How to Disavow Linkspam on Redirected Domain I don’t have control over?
My domain ME has a Domain SOMEONE redirecting to me. SOMEONE has a ton of unnatural links. How can I disavow links going to SOMEONE? Do I add these to the disavow file of ME?
How does Google interpret the Link Graph?
Page [a] embeds an iframe [b] which links to page [c].
How do you think Google interprets this? What are the chances of this counting in some way as an implicit link from [a] to [c], in addition to [b] to [c]?
https://twitter.com/dejanseo/status/1074218785161113600
https://twitter.com/JohnMu/status/1074635583190908929
How did the Author based page rank update go? (E-A-T update, Author Rank, etc.)
It appears you tested something like “Author based page rank” (Author Rank, or similar named, also dubbed E-A-T update) in August and reverted it. Besides the walled-gardens of LinkedIn, Facebook and co, what other issues did you encounter with G+ being a too sparse source for authorship signals?
How do you process and credit multiple path links or canonical mixes?
If a page ME has a link to one page A but a Rel-Canonical to another page B in header: for any incoming link to ME a) does the link to A count? b) does the Rel-Canonical to B count? c) do both count A and B? Split up 50:50 or how?
(Please note - in the above diagram the pages are named differently, A receive the Rel-Canonicals (B in the tweet), and THEM receives the link (A in the tweet)
And then another case
Add a second page C via Rel-Canonical to the HTML code or Header. How does this change the outcome? Which page gets credit? All three? Which ratio?
(Please note - in the above diagram the pages that receive the Rel-Canonicals are called A and B, in the tweet B and C. The linked to page A is called THEM in the diagram)
See also
https://twitter.com/JohnMu/status/1057309363856039936
Common Recipes for “Link Ratios” or not?
Is the link-based evaluation a one-size-fits all or depending on many factors, like e.g. Country, Language, Topic, Keyword?
Questions on the effect, impact, and risk of Redirected Domains and Links
Revisit “All Redirects Pass Rank”
Are all technical redirect types still passing the same kind of “page rank” as stated by @methode ? Are all types of redirects free from damping factors, i.e. pass that page rank for an indefinite amount of time, because even long term “temporary redirects” are “converted” to “permanent” redirects in the algo?
Do links of orphan pages help? How long? Link Power Decay on Orphan Pages.
Lots of “great links” start of highly visible articles on news sites and home pages strongly linked, and then go back to archives without any external links, and often not even internal links. Does Google value links from completely orphan pages?
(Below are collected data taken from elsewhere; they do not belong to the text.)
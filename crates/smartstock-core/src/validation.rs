//! # Validation Module
//!
//! Input validation for ledger commands.
//!
//! ## Validation Strategy
//! ```text
//! ┌─────────────────────────────────────────────────────────────────────────┐
//! │                      Validation Layers                                  │
//! │                                                                         │
//! │  Layer 1: Dashboard forms                                              │
//! │  ├── Required fields, numeric inputs                                   │
//! │  └── Immediate user feedback                                           │
//! │           │                                                             │
//! │           ▼                                                             │
//! │  Layer 2: Ledger (THIS MODULE)                                         │
//! │  ├── Field rules (non-empty, lengths, positive prices)                 │
//! │  └── Cross-field rules (selling > purchase, from != to)                │
//! │           │                                                             │
//! │           ▼                                                             │
//! │  Layer 3: Database (SQLite)                                            │
//! │  ├── CHECK (quantity >= 0)                                             │
//! │  └── UNIQUE (warehouse name, product code)                             │
//! └─────────────────────────────────────────────────────────────────────────┘
//! ```
//!
//! Text validators return the trimmed value so callers store exactly what
//! was checked.

use crate::error::ValidationError;
use crate::money::Money;

/// Result type for validation operations.
pub type ValidationResult<T> = Result<T, ValidationError>;

/// Longest product code accepted.
pub const MAX_PRODUCT_CODE_LEN: usize = 50;

/// Longest name/category/location accepted.
pub const MAX_TEXT_LEN: usize = 200;

// =============================================================================
// String Validators
// =============================================================================

/// Validates a required text field and returns it trimmed.
///
/// ```rust
/// use smartstock_core::validation::validate_required;
///
/// assert_eq!(validate_required("name", "  Widget ").unwrap(), "Widget");
/// assert!(validate_required("name", "   ").is_err());
/// ```
pub fn validate_required(field: &str, value: &str) -> ValidationResult<String> {
    let value = value.trim();

    if value.is_empty() {
        return Err(ValidationError::Required {
            field: field.to_string(),
        });
    }

    if value.chars().count() > MAX_TEXT_LEN {
        return Err(ValidationError::TooLong {
            field: field.to_string(),
            max: MAX_TEXT_LEN,
        });
    }

    Ok(value.to_string())
}

/// Validates an optional product code.
///
/// ## Rules
/// - Blank input means "no code" (legacy products have none)
/// - At most 50 characters
/// - Letters, digits, hyphens and underscores only
///
/// ```rust
/// use smartstock_core::validation::validate_product_code;
///
/// assert_eq!(validate_product_code(Some("PROD-001")).unwrap().as_deref(), Some("PROD-001"));
/// assert_eq!(validate_product_code(Some("  ")).unwrap(), None);
/// assert!(validate_product_code(Some("has space")).is_err());
/// ```
pub fn validate_product_code(code: Option<&str>) -> ValidationResult<Option<String>> {
    let code = match code.map(str::trim) {
        Some(code) if !code.is_empty() => code,
        _ => return Ok(None),
    };

    if code.len() > MAX_PRODUCT_CODE_LEN {
        return Err(ValidationError::TooLong {
            field: "productId".to_string(),
            max: MAX_PRODUCT_CODE_LEN,
        });
    }

    if !code
        .chars()
        .all(|c| c.is_alphanumeric() || c == '-' || c == '_')
    {
        return Err(ValidationError::InvalidFormat {
            field: "productId".to_string(),
            reason: "must contain only letters, numbers, hyphens, and underscores".to_string(),
        });
    }

    Ok(Some(code.to_string()))
}

/// Normalizes an optional free-text field: trimmed, blank becomes `None`.
pub fn normalize_optional(value: Option<&str>) -> Option<String> {
    value
        .map(str::trim)
        .filter(|v| !v.is_empty())
        .map(str::to_string)
}

// =============================================================================
// Numeric Validators
// =============================================================================

/// Validates an initial stock quantity (zero allowed).
pub fn validate_stock_quantity(qty: i64) -> ValidationResult<()> {
    if qty < 0 {
        return Err(ValidationError::OutOfRange {
            field: "quantity".to_string(),
            min: 0,
            max: i64::MAX,
        });
    }

    Ok(())
}

/// Validates a transfer quantity (must be positive).
pub fn validate_transfer_quantity(qty: i64) -> ValidationResult<()> {
    if qty <= 0 {
        return Err(ValidationError::MustBePositive {
            field: "quantity".to_string(),
        });
    }

    Ok(())
}

/// Validates a stock adjustment delta (anything but zero).
pub fn validate_delta(delta: i64) -> ValidationResult<()> {
    if delta == 0 {
        return Err(ValidationError::MustBeNonZero {
            field: "delta".to_string(),
        });
    }

    Ok(())
}

/// Validates a price (strictly positive).
///
/// ```rust
/// use smartstock_core::money::Money;
/// use smartstock_core::validation::validate_price;
///
/// assert!(validate_price("purchasePrice", Money::from_cents(1)).is_ok());
/// assert!(validate_price("purchasePrice", Money::zero()).is_err());
/// ```
pub fn validate_price(field: &str, price: Money) -> ValidationResult<()> {
    if !price.is_positive() {
        return Err(ValidationError::MustBePositive {
            field: field.to_string(),
        });
    }

    Ok(())
}

/// Validates that the selling price is strictly above the purchase price.
pub fn validate_price_order(purchase: Money, selling: Money) -> ValidationResult<()> {
    if selling <= purchase {
        return Err(ValidationError::PriceNotAboveCost { purchase, selling });
    }

    Ok(())
}

// =============================================================================
// Unit Tests
// =============================================================================

#[cfg(test)]
mod tests {
    use super::*;

    #[test]
    fn test_validate_required() {
        assert_eq!(validate_required("name", "Widget").unwrap(), "Widget");
        assert!(validate_required("name", "").is_err());
        assert!(validate_required("name", &"A".repeat(201)).is_err());
        assert!(validate_required("name", &"A".repeat(200)).is_ok());
    }

    #[test]
    fn test_validate_product_code() {
        assert!(validate_product_code(Some("PROD-001")).is_ok());
        assert!(validate_product_code(Some("abc_123")).is_ok());
        assert_eq!(validate_product_code(None).unwrap(), None);
        assert!(validate_product_code(Some(&"A".repeat(51))).is_err());
        assert!(validate_product_code(Some("PROD/1")).is_err());
    }

    #[test]
    fn test_normalize_optional() {
        assert_eq!(normalize_optional(Some("  Ana ")), Some("Ana".to_string()));
        assert_eq!(normalize_optional(Some("   ")), None);
        assert_eq!(normalize_optional(None), None);
    }

    #[test]
    fn test_quantities() {
        assert!(validate_stock_quantity(0).is_ok());
        assert!(validate_stock_quantity(-1).is_err());
        assert!(validate_transfer_quantity(1).is_ok());
        assert!(validate_transfer_quantity(0).is_err());
        assert!(validate_delta(-3).is_ok());
        assert!(validate_delta(0).is_err());
    }

    #[test]
    fn test_price_rules() {
        assert!(validate_price("sellingPrice", Money::from_cents(-1)).is_err());
        assert!(validate_price_order(Money::from_cents(500), Money::from_cents(800)).is_ok());
        assert!(validate_price_order(Money::from_cents(500), Money::from_cents(500)).is_err());
        assert!(validate_price_order(Money::from_cents(800), Money::from_cents(500)).is_err());
    }
}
How long can we expect before the link effect is gone?
Are all redirects and REL canonicals passing penalties now?
Starting with Penguin 2.0 in May 2013 the Penguin algo already started to pass on link based penalties via 301 redirects. With the harmonization of redirects in 2016 as mentioned by @methode are all redirects passing the link-based penalties now? What about REL-canonicals?
Questions on various types of link penalty risks
Does Negative SEO work?
Despite having the Google Disavow Tool since 2012 (thanks so much for that folks!), we still come across people who say link-based Negative SEO is not possible six years later. Yet, we see recoveries from such using the disavow tool on a weekly basis.
Does Google have an official page explaining (i.e. "admitting") the risk of Negative SEO, or was your delivery of the Google Disavow Tool in October 2012 sufficient enough to answer that from your point of view?
Updated Links on existing pages recently penalized again (“Niche Edits”)
We saw more penalties for updates of links on existing pages (broken link building, niche edits) recently again. Are you tweaking the tuning of the penalty filters based on popularity of link building methods ongoing, or was that a broader update (e.g. based on a new algo)?
No Follow Links causing penalties
Will Google change giving out penalties for links from No Follow link spam (in certain cases, not generally) or are there any plans to really remove them from the No Follow links from the link graph altogether?